Durante o colonialismo, como afirma Sara Araújo em seu artigo “O primado do Direito e as exclusões abissais: reconstruir velhos conceitos, desafiar o cânone”, o Direito ocidental e eurocêntrico serviu como forma de legitimar o acúmulo irrestrito de terras em nome do crescimento e estabilização do capital. Foi este Direito, escrito pelo colonizador, que, ao ditar os limites da legalidade - o que é o “correto” e o “justo” dentro de uma sociedade, que ações [e que categorias sociais que as cometerem] serão punidas pela mão estatal - viabilizou, por séculos, a estrutura colonial que assegurava os privilégios de uma classe, raça e nacionalidade dominante (a burguesa, branca e metropolitana) de enriquecer sobre o subjugo de outros humanos e seus direitos pessoais e comunitários. O Direito não só permitiu, como outorgou ações como a escravidão e - como aqui tratado majoritariamente - o acúmulo fundiário às custas da dizimação das populações indígenas originárias que ali viviam e produziam seus meios de sobreviência. Alegando o terras nullius e invalidando o Direito indígena, invocando apenas o por eles definido para os favorecer, ilegalizavam a posse da terra por quem realmente a trabalhava, para torná-las, muitas vezes, improdutivas, servindo apenas para aumentar o patrimônio de quem as toma.
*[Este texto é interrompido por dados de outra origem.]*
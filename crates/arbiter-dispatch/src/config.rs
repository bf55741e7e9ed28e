use arbiter_core::{ArbiterError, ArbiterResult};
use serde::{Deserialize, Serialize};
use std::time::Duration;

/// Tunables for the workload distributor.
///
/// All fields have serde defaults so a partial TOML table is valid:
///
/// ```toml
/// queue_capacity = 500
/// heartbeat_timeout_secs = 30
/// ```
#[derive(Debug, Clone, Serialize, Deserialize)]
#[serde(default)]
pub struct DispatchConfig {
    /// Maximum number of pending tasks before submissions are rejected.
    pub queue_capacity: usize,
    /// Period of the monitoring loop.
    pub monitor_interval_secs: u64,
    /// Heartbeat silence after which an agent is marked offline.
    pub heartbeat_timeout_secs: u64,
    /// Pool utilization above which a scale-up signal is emitted.
    pub scale_up_threshold: f64,
    /// Pool utilization below which a scale-down signal is emitted.
    pub scale_down_threshold: f64,
    /// Age after which completed assignments are purged.
    pub completed_retention_secs: u64,
    /// Pause after a routing attempt finds no eligible agent.
    pub routing_backoff_ms: u64,
    /// Window for the rolling average assignment time.
    pub rolling_window_secs: u64,
    /// Bound on how long `stop()` waits for the loops to drain.
    pub stop_timeout_secs: u64,
}

impl Default for DispatchConfig {
    fn default() -> Self {
        Self {
            queue_capacity: 1000,
            monitor_interval_secs: 10,
            heartbeat_timeout_secs: 60,
            scale_up_threshold: 0.8,
            scale_down_threshold: 0.3,
            completed_retention_secs: 24 * 60 * 60,
            routing_backoff_ms: 500,
            rolling_window_secs: 300,
            stop_timeout_secs: 5,
        }
    }
}

impl DispatchConfig {
    /// Parse a config from a TOML string and validate it.
    pub fn from_toml_str(raw: &str) -> ArbiterResult<Self> {
        let config: Self =
            toml::from_str(raw).map_err(|e| ArbiterError::Config(e.to_string()))?;
        config.validate()?;
        Ok(config)
    }

    /// Set the queue capacity. Zero is rejected.
    pub fn with_queue_capacity(mut self, capacity: usize) -> ArbiterResult<Self> {
        if capacity == 0 {
            return Err(ArbiterError::Config(
                "queue_capacity must be at least 1".into(),
            ));
        }
        self.queue_capacity = capacity;
        Ok(self)
    }

    /// Set the heartbeat timeout. Zero is rejected.
    pub fn with_heartbeat_timeout_secs(mut self, secs: u64) -> ArbiterResult<Self> {
        if secs == 0 {
            return Err(ArbiterError::Config(
                "heartbeat_timeout_secs must be at least 1".into(),
            ));
        }
        self.heartbeat_timeout_secs = secs;
        Ok(self)
    }

    /// Set both scaling thresholds. Each must be in (0, 1] and the
    /// scale-down threshold must stay below the scale-up threshold.
    pub fn with_scale_thresholds(mut self, up: f64, down: f64) -> ArbiterResult<Self> {
        self.scale_up_threshold = up;
        self.scale_down_threshold = down;
        self.validate()?;
        Ok(self)
    }

    fn validate(&self) -> ArbiterResult<()> {
        if self.queue_capacity == 0 {
            return Err(ArbiterError::Config(
                "queue_capacity must be at least 1".into(),
            ));
        }
        for (name, value) in [
            ("scale_up_threshold", self.scale_up_threshold),
            ("scale_down_threshold", self.scale_down_threshold),
        ] {
            if !(value > 0.0 && value <= 1.0) {
                return Err(ArbiterError::Config(format!(
                    "{name} must be in (0, 1], got {value}"
                )));
            }
        }
        if self.scale_down_threshold >= self.scale_up_threshold {
            return Err(ArbiterError::Config(format!(
                "scale_down_threshold ({}) must be below scale_up_threshold ({})",
                self.scale_down_threshold, self.scale_up_threshold
            )));
        }
        Ok(())
    }

    /// Monitoring loop period as a [`Duration`].
    pub fn monitor_interval(&self) -> Duration {
        Duration::from_secs(self.monitor_interval_secs.max(1))
    }

    /// Heartbeat timeout as a [`Duration`].
    pub fn heartbeat_timeout(&self) -> Duration {
        Duration::from_secs(self.heartbeat_timeout_secs)
    }

    /// Routing backoff as a [`Duration`].
    pub fn routing_backoff(&self) -> Duration {
        Duration::from_millis(self.routing_backoff_ms)
    }

    /// Stop drain bound as a [`Duration`].
    pub fn stop_timeout(&self) -> Duration {
        Duration::from_secs(self.stop_timeout_secs.max(1))
    }
}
Da mesma forma - e sendo, os problemas atuais aqui tratados, herança direta dessa forma de colonização e organização agrária brasileira e do Direito eurocêntrico subserviente ao projeto capitalista - expressa-se a ação para a violenta reintegração de posse da fazenda Pinheirinho em São José dos Campos, onde cerca de 10 mil pessoas viviam há mais de 8 anos, onde famílias haviam se estruturado e casas haviam sido erguidas, sendo, aquele enorme terreno abandonado, o único meio destes milhares de trabalhadores e trabalhadoras conseguirem ter um lar para se abrigarem, viverem e sobreviverem. Neste contexto, o Direito, expresso principalmente pelas ações da juíza Márcia Faria Mathey Loureiro, agiu novamente como um braço da ordem burguesa, buscando favorecê-la. A juíza declarou que ela e a legislação consideram equiparável o direito à propriedade improdutiva e que serve apenas para assegurar o lucro da especulação fundiária ao direito básico à moradia, à ter um teto - mesmo que em condições precárias - para um trabalhador proteger a si e à sua família. Porém, além de expressar este aspecto “pró hegemônico” do Direito nesta aplicação superficial da lei, ela o evidenciou na própria ação dos magistrados, já que a juíza buscou ativamente trabalhar para que a reintegração ocorresse de qualquer maneira, cometendo, para isso, irregularidades dentro e fora dos tribunais. Márcia indeferiu liminares, ignorou as tentativas de conciliação e ainda fez propaganda midiática contra a ocupação, violando todo o princípio de impessoalidade e imparcialidade, com o único objetivo de usar o Direito para fortalecer o projeto capitalista neoliberal e matar suas alternativas, por mais sutis que sejam.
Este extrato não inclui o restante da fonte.